THE PROBLEM
Quote, word for word, every line starting at the line that contains "self.commands > 0" and ending with the last line of the records; include both of these lines and no others.

MATERIAL TO PROCESS

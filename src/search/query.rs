/// Prefix switching a query into single-library lookup mode.
pub const LIBRARY_PREFIX: &str = "library:";

/// Lower-case and trim a raw query. Every comparison uses this form.
pub fn normalize(raw: &str) -> String {
    raw.trim().to_lowercase()
}

/// Case-insensitive containment of an already-normalized needle.
pub fn contains(haystack: &str, normalized_query: &str) -> bool {
    haystack.to_lowercase().contains(normalized_query)
}

/// Library id addressed by a `library:<id>` query, if the raw query uses that mode.
pub fn library_id(raw: &str) -> Option<&str> {
    raw.strip_prefix(LIBRARY_PREFIX).map(str::trim)
}
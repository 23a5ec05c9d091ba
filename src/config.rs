use std::fmt;
use std::path::{Path, PathBuf};

use serde::Deserialize;

use crate::error::AppError;

/// Config file picked up from the working directory when `--config` is not given.
pub const DEFAULT_CONFIG_FILE: &str = "libdev.toml";
pub const ENV_PREFIX: &str = "LIBDEV";

/// Where the mutable stores (language reference, articles) live.
#[derive(Debug, Clone, Copy, PartialEq, Eq, Deserialize)]
#[serde(rename_all = "lowercase")]
pub enum StorageBackend {
    Memory,
    Mongodb,
}

/// Application configuration.
///
/// Layered, lowest priority first: built-in defaults, the config file,
/// `LIBDEV_*` environment variables (e.g. `LIBDEV_STORAGE=mongodb`).
#[derive(Clone, Deserialize)]
pub struct AppConfig {
    pub storage: StorageBackend,
    pub mongodb_uri: String,
    pub mongodb_database: String,
    /// Optional JSON/YAML catalog replacing the bundled one.
    #[serde(default)]
    pub catalog_path: Option<PathBuf>,
    pub seed_demo_data: bool,
}

impl AppConfig {
    /// Load the configuration, reading `file` if given, else `libdev.toml` if present.
    pub fn load(file: Option<&Path>) -> Result<Self, AppError> {
        let file_source = match file {
            Some(path) => config::File::from(path).required(true),
            None => config::File::with_name(DEFAULT_CONFIG_FILE).required(false),
        };

        Self::build(
            config::Config::builder()
                .add_source(file_source)
                .add_source(
                    config::Environment::with_prefix(ENV_PREFIX)
                        .try_parsing(true),
                ),
        )
    }

    fn build(
        builder: config::ConfigBuilder<config::builder::DefaultState>,
    ) -> Result<Self, AppError> {
        let settings = builder
            .set_default("storage", "memory")
            .and_then(|b| b.set_default("mongodb_uri", "mongodb://localhost:27017"))
            .and_then(|b| b.set_default("mongodb_database", "libdev"))
            .and_then(|b| b.set_default("seed_demo_data", true))
            .and_then(|b| b.build())
            .map_err(|e| AppError::Internal(format!("Invalid configuration: {e}")))?;

        settings
            .try_deserialize()
            .map_err(|e| AppError::Internal(format!("Invalid configuration: {e}")))
    }
}

impl fmt::Debug for AppConfig {
    fn fmt(&self, f: &mut fmt::Formatter<'_>) -> fmt::Result {
        f.debug_struct("AppConfig")
            .field("storage", &self.storage)
            .field("mongodb_uri", &redact_uri(&self.mongodb_uri))
            .field("mongodb_database", &self.mongodb_database)
            .field("catalog_path", &self.catalog_path)
            .field("seed_demo_data", &self.seed_demo_data)
            .finish()
    }
}

/// Hide the credentials of a connection string, keeping scheme, hosts and options.
///
/// `mongodb://user:pw@db:27017/?tls=true` becomes `mongodb://***@db:27017/?tls=true`.
pub fn redact_uri(uri: &str) -> String {
    let Some(scheme_end) = uri.find("://").map(|i| i + 3) else {
        return uri.to_string();
    };
    let rest = &uri[scheme_end..];
    let authority_end = rest.find(['/', '?']).unwrap_or(rest.len());
    match rest[..authority_end].rfind('@') {
        Some(at) => format!("{}***{}", &uri[..scheme_end], &rest[at..]),
        None => uri.to_string(),
    }
}
//! Substring matching and additive relevance scoring over catalog documents.

use crate::models::document::Document;
use crate::models::search::{ResultSource, ScoredDocument};
use crate::search::query::contains;

const TITLE_WEIGHT: u32 = 10;
const EXACT_TITLE_BONUS: u32 = 5;
const DESCRIPTION_WEIGHT: u32 = 5;
const CATEGORY_WEIGHT: u32 = 3;
const EXAMPLE_WEIGHT: u32 = 2;
const COMMAND_WEIGHT: u32 = 1;

/// Which fields of one document matched one query.
#[derive(Debug, Clone, Copy, Default, PartialEq, Eq)]
pub struct MatchReport {
    pub title: bool,
    pub exact_title: bool,
    pub description: bool,
    pub categories: u32,
    pub commands: u32,
    pub examples: u32,
}

impl MatchReport {
    /// Evaluate every rule for `doc`. `query` must already be normalized.
    pub fn evaluate(doc: &Document, query: &str) -> Self {
        let count = |n: usize| u32::try_from(n).unwrap_or(u32::MAX);

        Self {
            title: contains(&doc.title, query),
            exact_title: doc.title.trim().to_lowercase() == query,
            description: contains(&doc.description, query),
            categories: count(
                doc.categories
                    .iter()
                    .filter(|c| contains(&c.name, query))
                    .count(),
            ),
            commands: count(
                doc.all_commands()
                    .filter(|c| contains(&c.syntax, query) || contains(&c.description, query))
                    .count(),
            ),
            examples: count(
                doc.examples
                    .iter()
                    .filter(|e| contains(&e.title, query) || contains(&e.code, query))
                    .count(),
            ),
        }
    }

    pub fn is_match(&self) -> bool {
        self.title
            || self.description
            || self.categories > 0
            || self.commands > 0
            || self.examples > 0
    }

    pub fn score(&self) -> u32 {
        let mut score = 0u32;
        if self.title {
            score += TITLE_WEIGHT;
        }
        if self.exact_title {
            score += EXACT_TITLE_BONUS;
        }
        if self.description {
            score += DESCRIPTION_WEIGHT;
        }
        score = score.saturating_add(self.categories.saturating_mul(CATEGORY_WEIGHT));
        score = score.saturating_add(self.commands.saturating_mul(COMMAND_WEIGHT));
        score.saturating_add(self.examples.saturating_mul(EXAMPLE_WEIGHT))
    }
}

/// Whether `doc` matches the normalized query on any field.
pub fn matches(doc: &Document, query: &str) -> bool {
    !query.is_empty() && MatchReport::evaluate(doc, query).is_match()
}

/// Relevance score of `doc` for the normalized query (0 when it does not match).
pub fn score(doc: &Document, query: &str) -> u32 {
    if query.is_empty() {
        return 0;
    }
    MatchReport::evaluate(doc, query).score()
}

/// Filter and rank `documents`. Higher scores first; equal scores keep input order.
pub fn rank(documents: &[Document], query: &str) -> Vec<ScoredDocument> {
    if query.is_empty() {
        return Vec::new();
    }

    let mut results: Vec<ScoredDocument> = documents
        .iter()
        .filter_map(|doc| {
            let report = MatchReport::evaluate(doc, query);
            report.is_match().then(|| ScoredDocument {
                document: doc.clone(),
                score: report.score(),
                source: ResultSource::Catalog,
            })
        })
        .collect();

    // `sort_by` is stable, which preserves collection order on ties.
    results.sort_by(|a, b| b.score.cmp(&a.score));
    results
}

WRITTEN REPLY
            || self.commands > 0
            || self.examples > 0
    }

    pub fn score(&self) -> u32 {
        let mut score = 0u32;
        if self.title {
            score += TITLE_WEIGHT;
        }
        if self.exact_title {
            score += EXACT_TITLE_BONUS;
        }
        if self.description {
            score += DESCRIPTION_WEIGHT;
        }
        score = score.saturating_add(self.categories.saturating_mul(CATEGORY_WEIGHT));
        score = score.saturating_add(self.commands.saturating_mul(COMMAND_WEIGHT));
        score.saturating_add(self.examples.saturating_mul(EXAMPLE_WEIGHT))
    }
}

/// Whether `doc` matches the normalized query on any field.
pub fn matches(doc: &Document, query: &str) -> bool {
    !query.is_empty() && MatchReport::evaluate(doc, query).is_match()
}

/// Relevance score of `doc` for the normalized query (0 when it does not match).
pub fn score(doc: &Document, query: &str) -> u32 {
    if query.is_empty() {
        return 0;
    }
    MatchReport::evaluate(doc, query).score()
}

/// Filter and rank `documents`. Higher scores first; equal scores keep input order.
pub fn rank(documents: &[Document], query: &str) -> Vec<ScoredDocument> {
    if query.is_empty() {
        return Vec::new();
    }

    let mut results: Vec<ScoredDocument> = documents
        .iter()
        .filter_map(|doc| {
            let report = MatchReport::evaluate(doc, query);
            report.is_match().then(|| ScoredDocument {
                document: doc.clone(),
                score: report.score(),
                source: ResultSource::Catalog,
            })
        })
        .collect();

    // `sort_by` is stable, which preserves collection order on ties.
    results.sort_by(|a, b| b.score.cmp(&a.score));
    results
}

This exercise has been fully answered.